Дети (Петрович) так не думают – так их учат думать и отвечать на уроке в школе на вопрос типа «За что я люблю книгу?»: «С помощью книжки, – втихаря подсказывает добрый автор, – можно было путешествовать в такие места, куда не дойдут никакие … ноги».

Поучительно прилежание в труде, проявленное Петровичем на рыбалке: «Вылезать из палатки не хотелось, но долг повелевал. Сидеть сложа руки путешественнику не пристало, ведь нянек на природе нет».

Познавательны описание «извечного противостояния» дней и ночей, иллюстрация к «мудрой пословице про грабли», замечание о том, что если осуществимые мечты «греют» душу, то несбыточные «могут ее испепелить».

Доступно излагает мысль прием одушевления, необыкновенно частый в романе: свойство именно детской литературы объяснять все события простыми эмоциями вещей.

Радует подборка четырех описаний осени: укороченные дни (познавательный образ об устройстве мира), засыпающие мухи (картины природы), «что поделаешь, осень. Печальная, в сущности, пора» (образец рассуждения, прививающий стереотип отношения к предмету речи), «осень уже не стесняясь сыпала листьями» (одушевление, воспитывающее поэтизм мышления). Снег – вата, воробьи – сорванцы, злая женщина – с ярко накрашенными губами, злая воспитательница – в очках, злая девочка – рыжая, хорошая девочка – синегла… ах да, мы об этом уже сказали.

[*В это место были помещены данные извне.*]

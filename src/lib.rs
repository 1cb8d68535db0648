//! # mortalidad-dashboard - 2019 Colombian Mortality Explorer
//!
//! Loads the DANE non-fetal death records for 2019 together with the
//! Divipola registry and the CIE-10 code list, joins them into one table and
//! serves an interactive dashboard over it.
//!
//! ## Overview
//!
//! The pipeline runs once at startup:
//!
//! 1. **Load** - spreadsheets (xlsx or csv) become text-only DataFrames
//! 2. **Join** - codes are zero-padded, names and cause descriptions joined in
//! 3. **Classify** - raw age-group codes map to eleven age cohorts
//!
//! Every tab click then recomputes one aggregation and returns a Plotly.js
//! figure description.
//!
//! ## Usage
//!
//! ```bash
//! # Serve the dashboard from ./data on http://127.0.0.1:8050
//! mortalidad-dashboard
//!
//! # Check a new data drop without starting the server
//! mortalidad-dashboard --summary --data-dir ./exports
//! ```
//!
//! ## Tabs
//!
//! | id          | chart |
//! |-------------|-------|
//! | `mapa`      | choropleth per department (bars without GeoJSON) |
//! | `meses`     | deaths per month |
//! | `violencia` | top 5 municipalities by homicides (CIE-10 X95–X99) |
//! | `bajas`     | 10 municipalities with fewest deaths |
//! | `causas`    | top 10 causes, chart and table |
//! | `sexo`      | deaths by sex and department |
//! | `edad`      | deaths by age cohort |

pub mod aggregate;
pub mod config;
pub mod dashboard;
pub mod dataset;
pub mod figure;
pub mod geo;
pub mod loader;
pub mod normalize;
pub mod report;
pub mod tabs;
pub mod web;

pub use aggregate::{
    AggregateError, CauseCount, LabelCount, MonthCount, SexCount, VIOLENT_CAUSE_PREFIXES,
    deaths_by_age_cohort, deaths_by_department, deaths_by_department_and_sex, deaths_by_month,
    least_mortality_municipalities, top_causes, violent_municipalities,
};
pub use config::{
    ConfigError, DashboardConfig, DataConfig, MapConfig, ServerSection, UiConfig, load_config,
    load_config_file,
};
pub use dashboard::{Dashboard, load_dashboard};
pub use dataset::{JoinStats, MortalityTable};
pub use figure::{Figure, Trace, Values};
pub use geo::{Boundaries, GeoError, load_boundaries};
pub use loader::{InputFiles, LoadError, RawInputs, load_inputs, read_table};
pub use normalize::{AgeCohort, MONTH_LABELS};
pub use report::{ReportError, generate_summary};
pub use tabs::{DataTable, Tab, TabContent, TabEntry};
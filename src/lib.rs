// BitBlt over packed 1-bit bitmaps, plus a small demo front end

pub mod cli;
pub mod config;
pub mod demo;
pub mod graphics;
pub mod logging;

pub use cli::Cli;
pub use config::{Options, RenderOptions};
pub use demo::Scene;
pub use graphics::{BitBlt, BitBltError, Bitmap, BitmapError, CombinationRule, SourceBits};
pub use logging::LogLevel;
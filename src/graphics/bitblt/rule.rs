//! Combination rules
//!
//! A combination rule is one of the 16 boolean functions of two inputs,
//! applied bitwise to a source word and a destination word. The code is
//! the truth table itself: bit `3 - (2 * s + d)` of the code is the result
//! for source bit `s` and destination bit `d`.
//!
//! | code | result           | code | result            |
//! |------|------------------|------|-------------------|
//! | 0    | 0                | 8    | !(s \| d)         |
//! | 1    | s & d            | 9    | !(s ^ d)          |
//! | 2    | s & !d           | 10   | !d                |
//! | 3    | s                | 11   | s \| !d           |
//! | 4    | !s & d           | 12   | !s                |
//! | 5    | d                | 13   | !s \| d           |
//! | 6    | s ^ d            | 14   | !(s & d)          |
//! | 7    | s \| d           | 15   | 1                 |

use std::fmt;

use super::BitBltError;

/// One of the 16 two-input boolean merge functions.
#[derive(Debug, Clone, Copy, PartialEq, Eq, Hash)]
pub struct CombinationRule(u8);

impl CombinationRule {
    pub const ERASE: Self = Self(0);
    pub const AND: Self = Self(1);
    pub const AND_INVERTED_DEST: Self = Self(2);
    pub const STORE: Self = Self(3);
    pub const ERASE_SOURCE: Self = Self(4);
    pub const NO_OP: Self = Self(5);
    pub const XOR: Self = Self(6);
    pub const OR: Self = Self(7);
    pub const NOR: Self = Self(8);
    pub const XNOR: Self = Self(9);
    pub const INVERT_DEST: Self = Self(10);
    pub const OR_INVERTED_DEST: Self = Self(11);
    pub const INVERT_SOURCE: Self = Self(12);
    pub const OR_INVERTED_SOURCE: Self = Self(13);
    pub const NAND: Self = Self(14);
    pub const FILL: Self = Self(15);

    /// Every rule, in code order.
    pub const ALL: [Self; 16] = [
        Self::ERASE,
        Self::AND,
        Self::AND_INVERTED_DEST,
        Self::STORE,
        Self::ERASE_SOURCE,
        Self::NO_OP,
        Self::XOR,
        Self::OR,
        Self::NOR,
        Self::XNOR,
        Self::INVERT_DEST,
        Self::OR_INVERTED_DEST,
        Self::INVERT_SOURCE,
        Self::OR_INVERTED_SOURCE,
        Self::NAND,
        Self::FILL,
    ];

    /// Rule from its numeric code (0..=15).
    pub fn new(code: i32) -> Result<Self, BitBltError> {
        match u8::try_from(code) {
            Ok(code) if code < 16 => Ok(Self(code)),
            _ => Err(BitBltError::InvalidRule(code)),
        }
    }

    pub fn code(self) -> u8 {
        self.0
    }

    /// Combine a source word with a destination word.
    #[inline]
    pub fn merge(self, source: u16, destination: u16) -> u16 {
        let (s, d) = (source, destination);
        match self.0 {
            0 => 0,
            1 => s & d,
            2 => s & !d,
            3 => s,
            4 => !s & d,
            5 => d,
            6 => s ^ d,
            7 => s | d,
            8 => !s & !d,
            9 => !s ^ d,
            10 => !d,
            11 => s | !d,
            12 => !s,
            13 => !s | d,
            14 => !s | !d,
            _ => 0xFFFF,
        }
    }

    /// Result for a single source bit and destination bit.
    pub fn apply_bit(self, source: bool, destination: bool) -> bool {
        let row = 2 * source as u8 + destination as u8;
        (self.0 >> (3 - row)) & 1 == 1
    }

    /// Whether the result depends on the source at all.
    pub fn uses_source(self) -> bool {
        !matches!(self.0, 0 | 5 | 10 | 15)
    }
}

impl Default for CombinationRule {
    fn default() -> Self {
        Self::STORE
    }
}

impl TryFrom<i32> for CombinationRule {
    type Error = BitBltError;

    fn try_from(code: i32) -> Result<Self, Self::Error> {
        Self::new(code)
    }
}

impl fmt::Display for CombinationRule {
    fn fmt(&self, f: &mut fmt::Formatter<'_>) -> fmt::Result {
        let name = match self.0 {
            0 => "erase",
            1 => "and",
            2 => "and-inverted-dest",
            3 => "store",
            4 => "erase-source",
            5 => "no-op",
            6 => "xor",
            7 => "or",
            8 => "nor",
            9 => "xnor",
            10 => "invert-dest",
            11 => "or-inverted-dest",
            12 => "invert-source",
            13 => "or-inverted-source",
            14 => "nand",
            _ => "fill",
        };
        write!(f, "{} ({})", name, self.0)
    }
}

#[cfg(test)]
mod tests {
    use super::*;

    #[test]
    fn test_rule_codes() {
        for (code, rule) in CombinationRule::ALL.iter().enumerate() {
            assert_eq!(rule.code() as usize, code);
            assert_eq!(CombinationRule::new(code as i32).unwrap(), *rule);
        }
    }

    #[test]
    fn test_invalid_codes() {
        assert_eq!(CombinationRule::new(16), Err(BitBltError::InvalidRule(16)));
        assert_eq!(CombinationRule::new(-1), Err(BitBltError::InvalidRule(-1)));
        assert!(CombinationRule::try_from(300).is_err());
    }

    #[test]
    fn test_merge_matches_bit_table() {
        let source = 0b1100;
        let destination = 0b1010;
        for rule in CombinationRule::ALL {
            let merged = rule.merge(source, destination);
            for bit in 0..4 {
                let s = source >> bit & 1 == 1;
                let d = destination >> bit & 1 == 1;
                assert_eq!(
                    merged >> bit & 1 == 1,
                    rule.apply_bit(s, d),
                    "rule {} bit {}",
                    rule,
                    bit
                );
            }
        }
    }

    #[test]
    fn test_named_rules() {
        assert_eq!(CombinationRule::ERASE.merge(0xFFFF, 0xFFFF), 0);
        assert_eq!(CombinationRule::STORE.merge(0x1234, 0xFFFF), 0x1234);
        assert_eq!(CombinationRule::XOR.merge(0xFF00, 0x0FF0), 0xF0F0);
        assert_eq!(CombinationRule::OR.merge(0xFF00, 0x00F0), 0xFFF0);
        assert_eq!(CombinationRule::FILL.merge(0, 0), 0xFFFF);
        assert_eq!(CombinationRule::NO_OP.merge(0xFFFF, 0x0F0F), 0x0F0F);
    }

    #[test]
    fn test_uses_source() {
        assert!(!CombinationRule::ERASE.uses_source());
        assert!(!CombinationRule::INVERT_DEST.uses_source());
        assert!(CombinationRule::STORE.uses_source());
        assert!(CombinationRule::NAND.uses_source());
    }

    #[test]
    fn test_display() {
        assert_eq!(CombinationRule::XOR.to_string(), "xor (6)");
        assert_eq!(CombinationRule::default(), CombinationRule::STORE);
    }
}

Дидактическое – скажем так: стилизованное под миф о добром старом детстве, когда нам читали такие вот вроде бы книжки, – дидактическое построение романа особенно видно в этическом плане воспитания Петровича. Героя (и нас) приучают к педагогическому закону жизни, который никогда, кроме как в детстве, рядом с родителями, не срабатывает так буквально, как в романе Зайончковского.

Суть этого закона – в непременном следовании награды за хорошим поступком. Будь хорошим мальчиком – и все к тебе притянется. Никакие страдания не напрасны. Вот смотри, как Петрович: его очень обидели в саду – и его забрали домой, он не заплакал из-за неудачного подарка – и получил такой, о каком и не мечтал, подрался за девочку – она его и поцеловала. При этом интересно, что за ослушанием, то есть за поступком плохого мальчика , в романе наказания не следует. Зайончковский совершенно исключает сюжет испытания из истории взросления своего героя.

Понятно, что это ход именно дидактической прозы, то есть воспитывающей понарошку. В том ее и суть, что, демонстрируя свое проникновение в вопросы нравственности, она не знает истинного этического напряжения: ведь напряжение – это искания, а в дидактическом мире все известно заранее, весь сюжет движется к подтверждению заявленного правила, так что и подумать нельзя, что может быть как-то иначе.